Régression liberticide de l’esprit de justice en Europe

La Justice en question. Un peu partout en Europe et ailleurs.Tirons la sonnette d’alarme, pour que le Droit soit mis au service de la Justice.

Régression ? Tout l’indique. Dans quel pays européen l’institution judiciaire est-elle adaptée aux normes affichées, aux principes proclamés, aux valeurs chantées ? Il suffit de voir la masse des recours acceptés par la Cour européenne des Droits de l’Homme, ou de lire les rapports de l’excellent commissaire aux Droits de l’Homme pour faire un constat terrifiant. Partout ou presque, il vaut mieux de jamais avoir à faire à la Justice, ni comme suspect, ni comme coupable, ni comme témoin, ni comme victime. L’Europe, cet espace de droit et de normes, n’est pas encore un espace de justice.

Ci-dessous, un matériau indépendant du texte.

//! Request forms, response objects and error classification for the Stripe API.

use serde::Deserialize;
use tessera_core::execution::{CaptureRequest, ChargeRequest, ProcessorError, RefundRequest};
use tessera_core::plan::ProcessorReceipt;
use tessera_shared::types::Cents;

/// Form fields for `POST /v1/charges`.
#[must_use]
pub fn charge_form(request: &ChargeRequest) -> Vec<(&'static str, String)> {
    vec![
        ("amount", request.amount.to_string()),
        ("currency", request.currency.to_lowercase()),
        ("source", request.source.clone()),
        ("capture", request.capture.to_string()),
    ]
}

/// Form fields for `POST /v1/refunds`.
///
/// Stripe only accepts a fixed set of refund reasons, so ours travels as metadata.
#[must_use]
pub fn refund_form(request: &RefundRequest) -> Vec<(&'static str, String)> {
    vec![
        ("charge", request.charge_id.clone()),
        ("amount", request.amount.to_string()),
        ("metadata[reason]", request.reason.clone()),
    ]
}

/// Form fields for `POST /v1/charges/{id}/capture`.
#[must_use]
pub fn capture_form(request: &CaptureRequest) -> Vec<(&'static str, String)> {
    vec![("amount", request.amount.to_string())]
}

/// Charge object as returned by charge and capture.
#[derive(Debug, Clone, Deserialize)]
pub struct ChargeObject {
    /// Charge id (`ch_...`).
    pub id: String,
    /// Charged amount.
    pub amount: Cents,
}

impl From<ChargeObject> for ProcessorReceipt {
    fn from(charge: ChargeObject) -> Self {
        Self {
            charge_id: charge.id.clone(),
            id: charge.id,
            amount: charge.amount,
        }
    }
}

/// Refund object.
#[derive(Debug, Clone, Deserialize)]
pub struct RefundObject {
    /// Refund id (`re_...`).
    pub id: String,
    /// Refunded charge.
    pub charge: String,
    /// Refunded amount.
    pub amount: Cents,
}

impl From<RefundObject> for ProcessorReceipt {
    fn from(refund: RefundObject) -> Self {
        Self {
            id: refund.id,
            charge_id: refund.charge,
            amount: refund.amount,
        }
    }
}

#[derive(Debug, Deserialize)]
struct ErrorEnvelope {
    error: ErrorBody,
}

#[derive(Debug, Deserialize)]
struct ErrorBody {
    #[serde(rename = "type")]
    kind: Option<String>,
    message: Option<String>,
    decline_code: Option<String>,
}

/// Maps a non-success response to a [`ProcessorError`].
#[must_use]
pub fn classify(status: u16, body: &str) -> ProcessorError {
    let parsed = serde_json::from_str::<ErrorEnvelope>(body).ok().map(|e| e.error);
    let message = parsed
        .as_ref()
        .and_then(|e| e.message.clone())
        .unwrap_or_else(|| format!("processor responded with HTTP {status}"));

    if status == 429 {
        return ProcessorError::RateLimited { message };
    }

    match parsed.as_ref().and_then(|e| e.kind.as_deref()) {
        Some("card_error") => ProcessorError::CardDeclined {
            message,
            decline_code: parsed.and_then(|e| e.decline_code),
        },
        Some("invalid_request_error") => ProcessorError::InvalidRequest { message },
        _ => ProcessorError::Other { message },
    }
}
//! Compiled rules and their evaluation.

use std::cmp::Ordering;

use rust_decimal::Decimal;

use super::ast::{BinaryOp, Expr, Function, UnaryOp};
use super::context::RuleContext;
use super::error::RuleError;
use super::parser;
use super::value::RuleValue;

/// A parsed rule, ready to be evaluated any number of times.
#[derive(Debug, Clone, PartialEq)]
pub struct CompiledRule {
    source: String,
    expr: Expr,
}

impl CompiledRule {
    /// Compiles rule source.
    ///
    /// # Errors
    ///
    /// Returns `RuleError` on syntax errors and calls to unknown functions.
    pub fn compile(source: &str) -> Result<Self, RuleError> {
        Ok(Self {
            source: source.to_string(),
            expr: parser::parse(source)?,
        })
    }

    /// Returns the source the rule was compiled from.
    #[must_use]
    pub fn source(&self) -> &str {
        &self.source
    }

    /// Evaluates the rule. Evaluation never fails.
    #[must_use]
    pub fn evaluate(&self, ctx: &RuleContext<'_>) -> RuleValue {
        eval(&self.expr, ctx)
    }

    /// Evaluates the rule in a numeric context. `Undefined` becomes 0.
    #[must_use]
    pub fn evaluate_to_number(&self, ctx: &RuleContext<'_>) -> Decimal {
        self.evaluate(ctx).to_number()
    }

    /// Evaluates the rule in a boolean context. `Undefined` becomes false.
    #[must_use]
    pub fn evaluate_to_boolean(&self, ctx: &RuleContext<'_>) -> bool {
        self.evaluate(ctx).is_truthy()
    }
}

fn eval(expr: &Expr, ctx: &RuleContext<'_>) -> RuleValue {
    match expr {
        Expr::Literal(value) => value.clone(),
        Expr::Path(path) => ctx.lookup(path),
        Expr::Unary(UnaryOp::Not, inner) => RuleValue::Bool(!eval(inner, ctx).is_truthy()),
        Expr::Unary(UnaryOp::Negate, inner) => RuleValue::Number(-eval(inner, ctx).to_number()),
        Expr::Binary(BinaryOp::And, left, right) => {
            let left = eval(left, ctx);
            if left.is_truthy() { eval(right, ctx) } else { left }
        }
        Expr::Binary(BinaryOp::Or, left, right) => {
            let left = eval(left, ctx);
            if left.is_truthy() { left } else { eval(right, ctx) }
        }
        Expr::Binary(op, left, right) => binary(*op, &eval(left, ctx), &eval(right, ctx)),
        Expr::Call(function, args) => call(*function, args, ctx),
    }
}

fn binary(op: BinaryOp, left: &RuleValue, right: &RuleValue) -> RuleValue {
    match op {
        BinaryOp::Add => {
            if matches!(left, RuleValue::Str(_)) || matches!(right, RuleValue::Str(_)) {
                return RuleValue::Str(format!("{left}{right}"));
            }
            arithmetic(left, right, Decimal::checked_add)
        }
        BinaryOp::Sub => arithmetic(left, right, Decimal::checked_sub),
        BinaryOp::Mul => arithmetic(left, right, Decimal::checked_mul),
        BinaryOp::Div => arithmetic(left, right, Decimal::checked_div),
        BinaryOp::Eq => RuleValue::Bool(left.strict_eq(right)),
        BinaryOp::NotEq => RuleValue::Bool(!left.strict_eq(right)),
        BinaryOp::Lt => compare(left, right, Ordering::is_lt),
        BinaryOp::Le => compare(left, right, Ordering::is_le),
        BinaryOp::Gt => compare(left, right, Ordering::is_gt),
        BinaryOp::Ge => compare(left, right, Ordering::is_ge),
        // short-circuit operators are handled in eval
        BinaryOp::And | BinaryOp::Or => RuleValue::Undefined,
    }
}

/// Division by zero and overflow yield `Undefined` (`checked_div` returns None).
fn arithmetic(
    left: &RuleValue,
    right: &RuleValue,
    op: fn(Decimal, Decimal) -> Option<Decimal>,
) -> RuleValue {
    op(left.to_number(), right.to_number()).map_or(RuleValue::Undefined, RuleValue::Number)
}

fn compare(left: &RuleValue, right: &RuleValue, test: fn(Ordering) -> bool) -> RuleValue {
    let ordering = match (left, right) {
        (RuleValue::Str(a), RuleValue::Str(b)) => a.cmp(b),
        _ => left.to_number().cmp(&right.to_number()),
    };
    RuleValue::Bool(test(ordering))
}

fn call(function: Function, args: &[Expr], ctx: &RuleContext<'_>) -> RuleValue {
    let numbers = args.iter().map(|arg| eval(arg, ctx).to_number());
    let result = match function {
        Function::Min => numbers.min(),
        Function::Max => numbers.max(),
    };
    result.map_or(RuleValue::Undefined, RuleValue::Number)
}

Trois séries de constats, sur trois fronts :

I) Dans des pays démocratiques qui n’ont pas connu le stalinisme, l’institution judiciaire est débordée. Et les relations entre les pouvoirs, politiques et judiciaires, restent plus qu’ambiguës : c’est flagrant et quotidien en Italie, par exemple. Et la France n’a évidemment aucune leçon à donner , bien au contraire.

L’affaire d’Outreau est plus qu’un scandale, qu’un crash, qu’un désastre judiciaire, plus qu’une tragédie humaine. C’est un révélateur et un signal d’alarme. Les excuses de la République n’y changent rien. Les promesses de réformes non plus. Révélateur ? Tout y est en condensé : longueur des procédures, manque de moyens de l’instruction, faiblesse des expertises (mal rétribuées et pas toujours crédibles), non respect des sacro-saints principes du secret de l’instruction et de la présomption d’innocence, bureaucratie « mécaniste », manque de moyens et corporatismes exacerbés.

Bref, le Droit mis au service de l’Injustice. C’est bien pourquoi, avec Chantal Cutajar et d’autres, nous avons créé DpJ, le Droit pour la Justice. Modestes ambitions, mais faire peu est toujours mieux que la stupide résignation ou l’amorale passivité.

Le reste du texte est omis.